*The data*:
----
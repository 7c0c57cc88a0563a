/*
 *  Copyright (C) 2025 Michael Bachmann
 *
 *  This program is free software: you can redistribute it and/or modify
 *  it under the terms of the GNU Affero General Public License as published by
 *  the Free Software Foundation, either version 3 of the License, or
 *  (at your option) any later version.
 *
 *  This program is distributed in the hope that it will be useful,
 *  but WITHOUT ANY WARRANTY; without even the implied warranty of
 *  MERCHANTABILITY or FITNESS FOR A PARTICULAR PURPOSE.  See the
 *  GNU Affero General Public License for more details.
 *
 *  You should have received a copy of the GNU Affero General Public License
 *  along with this program.  If not, see <https://www.gnu.org/licenses/>.
 */

//! Error taxonomy for the codec, SGL, RIFF framer and media bridge.
//!
//! Per-subsystem "internal" errors are boxed into the bridge-facing
//! `BridgeError`, which in turn composes into the top-level `CdiError`, the
//! same layering `aes67-rs` uses for its sender/receiver/vsc errors.

use miette::Diagnostic;
use std::io;
use thiserror::Error;

/// Status codes returned from the public codec/bridge surface (`spec` §6-7).
#[derive(Error, Debug, Clone, Copy, PartialEq, Eq)]
pub enum Status {
    #[error("ok")]
    Ok,
    #[error("invalid payload")]
    InvalidPayload,
    #[error("payload decoded with per-packet parity/checksum errors")]
    RxPayloadError,
    #[error("fatal error")]
    Fatal,
}

/// Errors raised by `anc::packetize`/`anc::unpacketize`.
#[derive(Error, Debug, Diagnostic, Clone, PartialEq, Eq)]
pub enum AncError {
    #[error("destination buffer too small: needed {needed}, had {available}")]
    BufferTooSmall { needed: usize, available: usize },
    #[error("data_count {0} exceeds 255")]
    DataCountTooLarge(u8),
    #[error("encode error: {0}")]
    EncodeError(String),
    #[error("truncated payload: expected at least {expected} bytes, got {actual}")]
    Truncated { expected: usize, actual: usize },
    #[error("payload size {0} is not a multiple of 4 bytes")]
    Misaligned(usize),
    #[error("received FieldKind::Invalid in payload header")]
    InvalidFieldKind,
    #[error("unsupported wire format version {0}")]
    UnsupportedVersion(u8),
}

impl AncError {
    /// Maps an encode/structural codec error onto the public `Status` taxonomy.
    pub fn status(&self) -> Status {
        Status::InvalidPayload
    }
}

pub type AncResult<T> = Result<T, AncError>;

/// Errors raised by the RIFF reader/writer.
#[derive(Error, Debug, Diagnostic, Clone, PartialEq, Eq)]
pub enum RiffError {
    #[error("I/O error: {0}")]
    Io(String),
    #[error("missing or invalid RIFF marker")]
    BadRiffMarker,
    #[error("missing or invalid form type, expected \"CDI \"")]
    BadFormType,
    #[error("unexpected FOURCC {found:?}, expected \"ANC \"")]
    UnexpectedFourCc { found: [u8; 4] },
    #[error("chunk payload size {size} exceeds max_payload_size {max}")]
    PayloadTooLarge { size: u32, max: u32 },
    #[error("truncated chunk header")]
    TruncatedHeader,
}

impl From<io::Error> for RiffError {
    fn from(e: io::Error) -> Self {
        RiffError::Io(e.to_string())
    }
}

pub type RiffResult<T> = Result<T, RiffError>;

/// Internal errors of the frame pool.
#[derive(Error, Debug, Diagnostic, Clone, Copy, PartialEq, Eq)]
pub enum PoolError {
    #[error("pool exhausted: all {capacity} slots in use")]
    Exhausted { capacity: usize },
}

/// Internal errors of the bounded payload/callback FIFOs.
#[derive(Error, Debug, Diagnostic, Clone, Copy, PartialEq, Eq)]
pub enum FifoError {
    #[error("write attempted on a FIFO after shutdown")]
    WriteAfterShutdown,
    #[error("FIFO read timed out")]
    TimedOut,
    #[error("FIFO is closed")]
    Closed,
}

/// Internal errors of the format converters.
#[derive(Error, Debug, Diagnostic, Clone, PartialEq, Eq)]
pub enum ConvertError {
    #[error("unsupported pixel layout FOURCC {0:?}")]
    UnsupportedPixelLayout([u8; 4]),
    #[error("unsupported bit depth {0}, only 8 and 10 bit are supported")]
    UnsupportedBitDepth(u8),
    #[error("unsupported sample rate {0}")]
    UnsupportedSampleRate(u32),
    #[error("unsupported channel count {0} for baseline channel grouping")]
    UnsupportedChannelGrouping(u16),
}

impl ConvertError {
    pub fn status(&self) -> Status {
        Status::InvalidPayload
    }
}

pub type ConvertResult<T> = Result<T, ConvertError>;

/// Internal errors of `bridge::config`.
#[derive(Error, Debug, Diagnostic, Clone, PartialEq, Eq)]
pub enum ConfigError {
    #[error("YAML parse error: {0}")]
    Yaml(String),
    #[error("{0}")]
    Convert(#[from] ConvertError),
    #[error("invalid configuration: {0}")]
    Invalid(String),
}

impl From<serde_yaml::Error> for ConfigError {
    fn from(e: serde_yaml::Error) -> Self {
        ConfigError::Yaml(e.to_string())
    }
}

pub type ConfigResult<T> = Result<T, ConfigError>;

/// Internal errors of the bridge receive worker, transmit driver and callbacks.
#[derive(Error, Debug, Diagnostic)]
pub enum BridgeInternalError {
    #[error("frame pool exhausted")]
    PoolExhausted(#[from] PoolError),
    #[error("FIFO error: {0}")]
    Fifo(#[from] FifoError),
    #[error("format conversion error: {0}")]
    Convert(#[from] ConvertError),
    #[error("ancillary codec error: {0}")]
    Anc(#[from] AncError),
    #[error("connection lost")]
    ConnectionLost,
    #[error("fatal internal invariant violated: {0}")]
    Fatal(String),
}

impl BridgeInternalError {
    pub fn status(&self) -> Status {
        match self {
            BridgeInternalError::PoolExhausted(_) | BridgeInternalError::Fatal(_) => Status::Fatal,
            BridgeInternalError::ConnectionLost => Status::Fatal,
            BridgeInternalError::Fifo(_) => Status::Fatal,
            BridgeInternalError::Convert(_) | BridgeInternalError::Anc(_) => {
                Status::InvalidPayload
            }
        }
    }
}

pub type BridgeInternalResult<T> = Result<T, BridgeInternalError>;

/// Top-level crate error, the boundary surfaced to the CLI front door.
#[derive(Error, Debug, Diagnostic)]
pub enum CdiError {
    #[error("I/O error: {0}")]
    Io(#[from] io::Error),
    #[error("{0}")]
    Config(#[from] ConfigError),
    #[error("{0}")]
    Riff(#[from] RiffError),
    #[error("{0}")]
    Anc(#[from] AncError),
    #[error(transparent)]
    Bridge(#[from] Box<BridgeInternalError>),
    #[error("general error: {0}")]
    Other(String),
}

impl From<BridgeInternalError> for CdiError {
    fn from(e: BridgeInternalError) -> Self {
        CdiError::Bridge(Box::new(e))
    }
}

pub type CdiResult<T> = Result<T, CdiError>;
----
*Exercise brief*: Of all the lines in the data, count those that contain "ConfigError" and give that figure with nothing else.

*Written solution*: 5